This Cystic Fibrosis Drug Is a ‘Miracle’ But These Families Can’t Get It
A new drug to fight cystic fibrosis, or CF, has been hailed by some families as a ‘miracle.’ However, due to its high cost, only a few of those affected by this devastating illness will be able to get access to it.
What is cystic fibrosis?
Cystic fibrosis is a genetic disorder that affects the lungs and digestive system of those diagnosed with it. People can get CF if both of their parents pass on a mutated version of the CF gene. It causes thick, sticky mucus to build up in the lungs, leading to breathing problems and other serious health issues.
The ‘Miracle’ Drug
The new CF drug, called Trikafta, was created by Vertex Pharmaceuticals. In clinical trials, the drug increased lung function in more than 90 percent of those diagnosed with CF. Those who took the drug saw significant improvement in their health, with some families even calling Trikafta a ‘miracle.’
A Costly Drug
Unfortunately, the new drug won’t be available to everyone. Trikafta is incredibly expensive, at $311,000 per year per person. For an estimated 25,000 CF patients in the US, that translates to an annual cost of around $7.8 billion. Furthermore, insurance companies may not cover the cost of the drug for many families, due to its high price.
Why The High Cost?
Many are asking why the drug is so expensive. It took Vertex 13 years and over $2 billion to develop Trikafta, and the company argues that the high cost is necessary to recoup their investments. But others argue that this cost is far too high for many families to pay for the potentially life-saving treatment.
How Can Families Afford Trikafta?
Families are looking for ways to cover the cost of the drug, but there is little help available. Here are some options available to those looking to get Trikafta:
- Government funding: Families are hoping that the government will step in and cover the cost of the drug, or at least provide financial assistance.
- Vertex’s program: Vertex has a ‘patient assistance program’ that helps families pay for the drug’s cost. However, this program is not enough to cover the entire cost for every patient.
- Fundraising and donations: Families are reaching out to friends and family for donations, and crowdfunding campaigns have also been set up.

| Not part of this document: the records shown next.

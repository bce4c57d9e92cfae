use sqlx::{Executor, PgPool};
use tracing::info;

use crate::error::{ReplicatorError, Result};

const MAX_IDENTIFIER_LEN: usize = 63;

/// Postgres identifiers are spliced into DDL, so only plain names pass.
fn validate_identifier(kind: &str, name: &str) -> Result<()> {
    let mut chars = name.chars();
    let valid_start = chars
        .next()
        .map_or(false, |c| c.is_ascii_alphabetic() || c == '_');
    let valid_rest = chars.all(|c| c.is_ascii_alphanumeric() || c == '_');

    if !valid_start || !valid_rest || name.len() > MAX_IDENTIFIER_LEN {
        return Err(ReplicatorError::Config(format!("invalid {} name: {:?}", kind, name)));
    }
    Ok(())
}

/// DDL that makes `table` publish its row changes on `channel`.
///
/// Returns three statements: the trigger function, a drop of any previous
/// trigger, and the trigger itself.
pub fn trigger_sql(table: &str, channel: &str) -> Result<Vec<String>> {
    validate_identifier("table", table)?;
    validate_identifier("channel", channel)?;

    let function_name = format!("notify_{}_changes", table);
    let trigger_name = format!("trg_{}_notify", table);

    let function = format!(
        r#"CREATE OR REPLACE FUNCTION {function_name}()
RETURNS TRIGGER AS $$
DECLARE
    payload JSON;
BEGIN
    IF TG_OP = 'DELETE' THEN
        payload = json_build_object(
            'table', TG_TABLE_NAME,
            'operation', TG_OP,
            'data', row_to_json(OLD),
            'old_data', row_to_json(OLD)
        );
    ELSIF TG_OP = 'UPDATE' THEN
        payload = json_build_object(
            'table', TG_TABLE_NAME,
            'operation', TG_OP,
            'data', row_to_json(NEW),
            'old_data', row_to_json(OLD)
        );
    ELSE
        payload = json_build_object(
            'table', TG_TABLE_NAME,
            'operation', TG_OP,
            'data', row_to_json(NEW),
            'old_data', NULL
        );
    END IF;

    PERFORM pg_notify('{channel}', payload::text);
    RETURN COALESCE(NEW, OLD);
END;
$$ LANGUAGE plpgsql"#
    );

    let drop_trigger = format!("DROP TRIGGER IF EXISTS {trigger_name} ON {table}");
    let create_trigger = format!(
        "CREATE TRIGGER {trigger_name}\n\
         AFTER INSERT OR UPDATE OR DELETE ON {table}\n\
         FOR EACH ROW EXECUTE FUNCTION {function_name}()"
    );

    Ok(vec![function, drop_trigger, create_trigger])
}

/// Install (or replace) the change trigger on `table`.
pub async fn install_trigger(pool: &PgPool, table: &str, channel: &str) -> Result<()> {
    for statement in trigger_sql(table, channel)? {
        pool.execute(statement.as_str()).await?;
    }
    info!(table = %table, channel = %channel, "Installed change trigger");
    Ok(())
}

#[cfg(test)]
mod tests {
    use super::*;

    #[test]
    fn test_trigger_sql_names() {
        let statements = trigger_sql("audit_log", "nis2_changes").unwrap();
        assert_eq!(statements.len(), 3);

        assert!(statements[0].starts_with("CREATE OR REPLACE FUNCTION notify_audit_log_changes()"));
        assert!(statements[0].contains("pg_notify('nis2_changes', payload::text)"));
        assert_eq!(statements[1], "DROP TRIGGER IF EXISTS trg_audit_log_notify ON audit_log");
        assert!(statements[2].contains("AFTER INSERT OR UPDATE OR DELETE ON audit_log"));
        assert!(statements[2].ends_with("EXECUTE FUNCTION notify_audit_log_changes()"));
    }

    #[test]
    fn test_delete_publishes_deleted_row_as_data() {
        let function = &trigger_sql("orders", "c").unwrap()[0];
        let delete_branch = &function[function.find("'DELETE'").unwrap()..function.find("ELSIF").unwrap()];
        assert!(delete_branch.contains("'data', row_to_json(OLD)"));
        assert!(delete_branch.contains("'old_data', row_to_json(OLD)"));
    }

    #[test]
    fn test_rejects_unsafe_identifiers() {
        for table in ["", "1orders", "orders; DROP TABLE x", "public.orders", "ordérs", "a\"b"] {
            assert!(
                matches!(trigger_sql(table, "chan"), Err(ReplicatorError::Config(_))),
                "{table:?}"
            );
        }
        assert!(trigger_sql("orders", "chan'); --").is_err());
        assert!(trigger_sql(&"t".repeat(64), "chan").is_err());
        assert!(trigger_sql(&"t".repeat(63), "_chan_2").is_ok());
    }
}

- Advocacy organizations: Organizations like the Cystic Fibrosis Foundation (CFF) are working to secure funding for those affected by the disease.
Conclusion
While Trikafta is a potential ‘miracle’ for those diagnosed with CF, the high cost of the drug means that only a few people will get access to it. Families are desperately looking for a way to cover the cost of the drug, and are hoping that the government or advocacy organizations can help.
References
- https://edition.cnn.com/2019/09/10/health/trikafta-cystic-fibrosis-approval-fda/index.html
- https://www.statnews.com/2019/10/29/vertex-will-not-lower-cost-trikafta-cystic-fibrosis-patients/
An experimental drug, Trikafta, has been deemed a “miracle” by doctors and patients with cystic fibrosis. Unfortunately, some families remain unable to access this life-saving medication due to insurance hurdles.
Cystic fibrosis (CF) is an inherited genetic disorder that affects the lungs and digestive system. Most of the patients with CF are diagnosed early in life, some as early as within the first years of life. CF is a life-threatening condition, as it progressively gets worse over time. Patients are at an increased risk of infection and over time, the scarring and damage to the lungs can become irreversible.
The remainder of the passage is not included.